Data to process below:

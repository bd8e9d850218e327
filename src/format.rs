//! Currency and date rendering for report text.

use chrono::{Datelike, NaiveDate};

/// `1234.5` with code `PKR` → `PKR 1,234.50`. Negative amounts keep the
/// sign after the code.
pub fn format_currency(amount: f64, code: &str) -> String {
    let cents = (amount.abs() * 100.0).round() as u64;
    let whole = group_thousands(cents / 100);
    let sign = if amount < 0.0 && cents > 0 { "-" } else { "" };
    let number = format!("{}{}.{:02}", sign, whole, cents % 100);
    if code.is_empty() {
        number
    } else {
        format!("{} {}", code, number)
    }
}

fn group_thousands(n: u64) -> String {
    let digits = n.to_string();
    let mut out = String::with_capacity(digits.len() + digits.len() / 3);
    for (i, ch) in digits.chars().enumerate() {
        if i > 0 && (digits.len() - i) % 3 == 0 {
            out.push(',');
        }
        out.push(ch);
    }
    out
}

/// `01-Jan-2025`
pub fn format_date(date: NaiveDate) -> String {
    date.format("%d-%b-%Y").to_string()
}

/// `1st January 2025`
pub fn format_ordinal_date(date: NaiveDate) -> String {
    let day = date.day();
    format!("{}{} {}", day, ordinal_suffix(day), date.format("%B %Y"))
}

/// `January 2025`
pub fn format_month(date: NaiveDate) -> String {
    date.format("%B %Y").to_string()
}

fn ordinal_suffix(n: u32) -> &'static str {
    match (n % 10, n % 100) {
        (_, 11..=13) => "th",
        (1, _) => "st",
        (2, _) => "nd",
        (3, _) => "rd",
        _ => "th",
    }
}

#[cfg(test)]
mod tests {
    use super::*;

    fn date(y: i32, m: u32, d: u32) -> NaiveDate {
        NaiveDate::from_ymd_opt(y, m, d).unwrap()
    }

    #[test]
    fn currency_groups_thousands() {
        assert_eq!(format_currency(50000.0, "PKR"), "PKR 50,000.00");
        assert_eq!(format_currency(1234.56, "PKR"), "PKR 1,234.56");
        assert_eq!(format_currency(999.0, "PKR"), "PKR 999.00");
        assert_eq!(format_currency(1_234_567.891, "USD"), "USD 1,234,567.89");
        assert_eq!(format_currency(0.0, "PKR"), "PKR 0.00");
    }

    #[test]
    fn currency_negative_and_bare() {
        assert_eq!(format_currency(-1500.0, "PKR"), "PKR -1,500.00");
        assert_eq!(format_currency(-0.001, "PKR"), "PKR 0.00");
        assert_eq!(format_currency(12.5, ""), "12.50");
    }

    #[test]
    fn short_date() {
        assert_eq!(format_date(date(2025, 1, 1)), "01-Jan-2025");
        assert_eq!(format_date(date(2024, 12, 31)), "31-Dec-2024");
    }

    #[test]
    fn ordinal_dates() {
        assert_eq!(format_ordinal_date(date(2025, 1, 1)), "1st January 2025");
        assert_eq!(format_ordinal_date(date(2025, 3, 2)), "2nd March 2025");
        assert_eq!(format_ordinal_date(date(2025, 3, 3)), "3rd March 2025");
        assert_eq!(format_ordinal_date(date(2025, 3, 11)), "11th March 2025");
        assert_eq!(format_ordinal_date(date(2025, 3, 12)), "12th March 2025");
        assert_eq!(format_ordinal_date(date(2025, 3, 13)), "13th March 2025");
        assert_eq!(format_ordinal_date(date(2025, 3, 22)), "22nd March 2025");
        assert_eq!(format_ordinal_date(date(2025, 3, 31)), "31st March 2025");
    }

    #[test]
    fn month_heading() {
        assert_eq!(format_month(date(2025, 6, 15)), "June 2025");
    }
}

End of Data to process.

Print every line of the records above without a single difference.

_Written response_
repository bd8e9d850218e327
filename src/format.rs
//! Currency and date rendering for report text.

use chrono::{Datelike, NaiveDate};

/// `1234.5` with code `PKR` → `PKR 1,234.50`. Negative amounts keep the
/// sign after the code.
pub fn format_currency(amount: f64, code: &str) -> String {
    let cents = (amount.abs() * 100.0).round() as u64;
    let whole = group_thousands(cents / 100);
    let sign = if amount < 0.0 && cents > 0 { "-" } else { "" };
    let number = format!("{}{}.{:02}", sign, whole, cents % 100);
    if code.is_empty() {
        number
    } else {
        format!("{} {}", code, number)
    }
}

fn group_thousands(n: u64) -> String {
    let digits = n.to_string();
    let mut out = String::with_capacity(digits.len() + digits.len() / 3);
    for (i, ch) in digits.chars().enumerate() {
        if i > 0 && (digits.len() - i) % 3 == 0 {
            out.push(',');
        }
        out.push(ch);
    }
    out
}

/// `01-Jan-2025`
pub fn format_date(date: NaiveDate) -> String {
    date.format("%d-%b-%Y").to_string()
}

/// `1st January 2025`
pub fn format_ordinal_date(date: NaiveDate) -> String {
    let day = date.day();
    format!("{}{} {}", day, ordinal_suffix(day), date.format("%B %Y"))
}

/// `January 2025`
pub fn format_month(date: NaiveDate) -> String {
    date.format("%B %Y").to_string()
}

fn ordinal_suffix(n: u32) -> &'static str {
    match (n % 10, n % 100) {
        (_, 11..=13) => "th",
        (1, _) => "st",
        (2, _) => "nd",
        (3, _) => "rd",
        _ => "th",
    }
}

#[cfg(test)]
mod tests {
    use super::*;

    fn date(y: i32, m: u32, d: u32) -> NaiveDate {
        NaiveDate::from_ymd_opt(y, m, d).unwrap()
    }

    #[test]
    fn currency_groups_thousands() {
        assert_eq!(format_currency(50000.0, "PKR"), "PKR 50,000.00");
        assert_eq!(format_currency(1234.56, "PKR"), "PKR 1,234.56");
        assert_eq!(format_currency(999.0, "PKR"), "PKR 999.00");
        assert_eq!(format_currency(1_234_567.891, "USD"), "USD 1,234,567.89");
        assert_eq!(format_currency(0.0, "PKR"), "PKR 0.00");
    }

    #[test]
    fn currency_negative_and_bare() {
        assert_eq!(format_currency(-1500.0, "PKR"), "PKR -1,500.00");
        assert_eq!(format_currency(-0.001, "PKR"), "PKR 0.00");
        assert_eq!(format_currency(12.5, ""), "12.50");
    }

    #[test]
    fn short_date() {
        assert_eq!(format_date(date(2025, 1, 1)), "01-Jan-2025");
        assert_eq!(format_date(date(2024, 12, 31)), "31-Dec-2024");
    }

    #[test]
    fn ordinal_dates() {
        assert_eq!(format_ordinal_date(date(2025, 1, 1)), "1st January 2025");
        assert_eq!(format_ordinal_date(date(2025, 3, 2)), "2nd March 2025");
        assert_eq!(format_ordinal_date(date(2025, 3, 3)), "3rd March 2025");
        assert_eq!(format_ordinal_date(date(2025, 3, 11)), "11th March 2025");
        assert_eq!(format_ordinal_date(date(2025, 3, 12)), "12th March 2025");
        assert_eq!(format_ordinal_date(date(2025, 3, 13)), "13th March 2025");
        assert_eq!(format_ordinal_date(date(2025, 3, 22)), "22nd March 2025");
        assert_eq!(format_ordinal_date(date(2025, 3, 31)), "31st March 2025");
    }

    #[test]
    fn month_heading() {
        assert_eq!(format_month(date(2025, 6, 15)), "June 2025");
    }
}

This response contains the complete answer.